Nazgul need fresh air and open space, so give them room to roam. Do not be too distressed if they are out of sight, as if you have cared and fed them properly, they should return to your call, especially if you sound worried or distressed. You can address your Nazgul in any language, but Black Speech is best for calling your pet back to you. However, Black Speech carries yet more stigma, so try to avoid it in public. Alternatively, exercise your Nazgul in remote locations.
The latest in Nazgul pet gadgets is a whistle that emits a harsh call of “Shire! Baggins!” Tests have shown it to be very effective.
Bonding with Your Nazgul
Nazgul follow the strong before they begin to develop attachments, so make sure to address a baby Nazgul with authority and confidence as well as love. Acquire a collection of skulls of various shapes and sizes to keep them amused. You may have some noise complaints, but they are called Shriekers for a reason.
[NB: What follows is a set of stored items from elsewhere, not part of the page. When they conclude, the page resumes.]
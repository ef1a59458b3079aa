#![no_main]

use chordring_dht::{FingerTable, IdSpace, ReplicationManager, RingMembership};
use libfuzzer_sys::fuzz_target;

fuzz_target!(|data: &[u8]| {
    // Ring operations must never panic on arbitrary id sequences

    let Some((&bits, ops)) = data.split_first() else {
        return;
    };

    let space = match IdSpace::new(u32::from(bits % 16)) {
        Ok(space) => space,
        Err(_) => return,
    };
    let mut ring = RingMembership::new(space);
    let replication = match ReplicationManager::new(3) {
        Ok(manager) => manager,
        Err(_) => return,
    };

    // Each op is a tag byte followed by one id byte
    for chunk in ops.chunks_exact(2) {
        let id = u64::from(chunk[1]);
        match chunk[0] % 4 {
            0 => {
                let _ = ring.add(id);
            }
            1 => {
                let _ = ring.remove(id);
            }
            2 => {
                let _ = replication.replica_set(&ring, id);
            }
            _ => {
                if let Ok(owner) = ring.successor_of(id) {
                    assert!(ring.contains(owner));
                    let table = FingerTable::build(owner, &ring).expect("non-empty ring");
                    assert_eq!(table.len(), space.bits() as usize);
                }
            }
        }
    }

    // Members must stay strictly ascending
    let members: Vec<u64> = ring.iter().collect();
    assert!(members.windows(2).all(|w| w[0] < w[1]));
});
Nazgul are self-conscious about their appearance, so it is important to foster body positivity. Do not look at them too often in their white skeletal state, as they are very sensitive about this. Nazgul like to look good when around their peers, so polish their spurred black boots, iron their long black cloaks, clean and sharpen their swords, replace outgrown armour, and dye anything black that’s fading. It’s a way for you to show you care. Keep them looking stylishly ominous and ominously stylish, and you will foster love and devotion.
Express your affection with words, like the classic: “Who’s a good eldritch abomination? You’re a good eldritch abomination!” Get to know your Nazgul, how they like to be petted. My Karen likes to be stroked behind the ears. Spend quality time with your Nazgul, but let them know of your movements when commitments require you to be away from them. Do not give them the impression that you need to be violently rescued, unless you need to be violently rescued.
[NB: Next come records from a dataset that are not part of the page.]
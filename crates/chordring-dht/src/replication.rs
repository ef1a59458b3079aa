//! Replica placement across successor lists

use crate::error::{DhtError, Result};
use crate::ring::RingMembership;
use crate::{Key, NodeId};

/// Chooses which nodes hold copies of a stored key
///
/// A key is held by its owner and the next `factor - 1` members clockwise.
#[derive(Debug, Clone, Copy, PartialEq, Eq)]
pub struct ReplicationManager {
    factor: usize,
}

impl ReplicationManager {
    /// Create a manager placing `factor` copies of every key
    pub fn new(factor: usize) -> Result<Self> {
        if factor == 0 {
            return Err(DhtError::InvalidConfig(
                "replication_factor must be at least 1".to_string(),
            ));
        }
        Ok(ReplicationManager { factor })
    }

    /// Get the replica count (R)
    pub fn factor(&self) -> usize {
        self.factor
    }

    /// Owner of `key` followed by its successors, `factor` nodes in total
    ///
    /// Fewer nodes are returned when the ring is smaller than the factor.
    pub fn replica_set(&self, ring: &RingMembership, key: Key) -> Result<Vec<NodeId>> {
        ring.id_space().check(key)?;
        let owner = ring.successor_of(key)?;
        ring.successor_list(owner, self.factor)
    }
}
Do not reject your Nazgul’s expressions of affection. An unloved Nazgul is an unhappy Nazgul and an unhappy Nazgul means… you get the picture. As did the villagers.
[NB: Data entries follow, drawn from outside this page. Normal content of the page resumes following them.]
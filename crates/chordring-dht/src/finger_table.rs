//! Chord finger table

use crate::error::Result;
use crate::ring::RingMembership;
use crate::NodeId;
use serde::{Deserialize, Serialize};
use tracing::debug;

/// One finger: a start offset on the ring and the node owning it
#[derive(Debug, Clone, Copy, PartialEq, Eq, Serialize, Deserialize)]
pub struct FingerEntry {
    /// (id + 2^i) mod 2^m
    pub start: u64,

    /// Successor of `start` at the last rebuild
    pub node: NodeId,
}

/// Per-node table of m shortcut pointers
#[derive(Debug, Clone, Default, PartialEq, Eq, Serialize, Deserialize)]
pub struct FingerTable {
    entries: Vec<FingerEntry>,
}

impl FingerTable {
    /// Create an empty table (no stabilization has run yet)
    pub fn new() -> Self {
        FingerTable {
            entries: Vec::new(),
        }
    }

    /// Build a table for `node_id` against the current ring
    pub fn build(node_id: NodeId, ring: &RingMembership) -> Result<Self> {
        let mut table = FingerTable::new();
        table.rebuild(node_id, ring)?;
        Ok(table)
    }

    /// Recompute every entry from the current ring membership
    pub fn rebuild(&mut self, node_id: NodeId, ring: &RingMembership) -> Result<()> {
        let space = ring.id_space();
        let mut entries = Vec::with_capacity(space.bits() as usize);

        for i in 0..space.bits() {
            let start = space.finger_start(node_id, i);
            let node = ring.successor_of(start)?;
            entries.push(FingerEntry { start, node });
        }

        self.entries = entries;
        debug!(node_id, fingers = self.entries.len(), "rebuilt finger table");
        Ok(())
    }

    /// All entries, index i at position i
    pub fn entries(&self) -> &[FingerEntry] {
        &self.entries
    }

    /// Get entry `index`
    pub fn get(&self, index: usize) -> Option<&FingerEntry> {
        self.entries.get(index)
    }

    /// Get number of entries
    pub fn len(&self) -> usize {
        self.entries.len()
    }

    /// Check if the table has never been built
    pub fn is_empty(&self) -> bool {
        self.entries.is_empty()
    }

    /// Distinct finger nodes in entry order
    pub fn distinct_nodes(&self) -> Vec<NodeId> {
        let mut nodes: Vec<NodeId> = Vec::new();
        for entry in &self.entries {
            if !nodes.contains(&entry.node) {
                nodes.push(entry.node);
            }
        }
        nodes
    }
}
But what about the One Ring?
Obsession with the One Ring is part of every Nazgul’s growing pains. When still young, you can distract them with a mobile of shiny ring-shaped objects, but they will quickly outgrow this. When they do, stop using it immediately or they are likely to lash out at you. Nazgul want something that isn’t good for them, but you must manage and work around this obsession. This means getting to know your Nazgul as an individual, as well as encouraging them to socialise with their peer group. Give them freedom to pursue the Ring, so long as they do not neglect their wellbeing for it, and do not dismiss their feelings. They are valid. It’s a balance you will learn to maintain, but a fulfilling relationship with your Nazgul can lead to many years of companionship.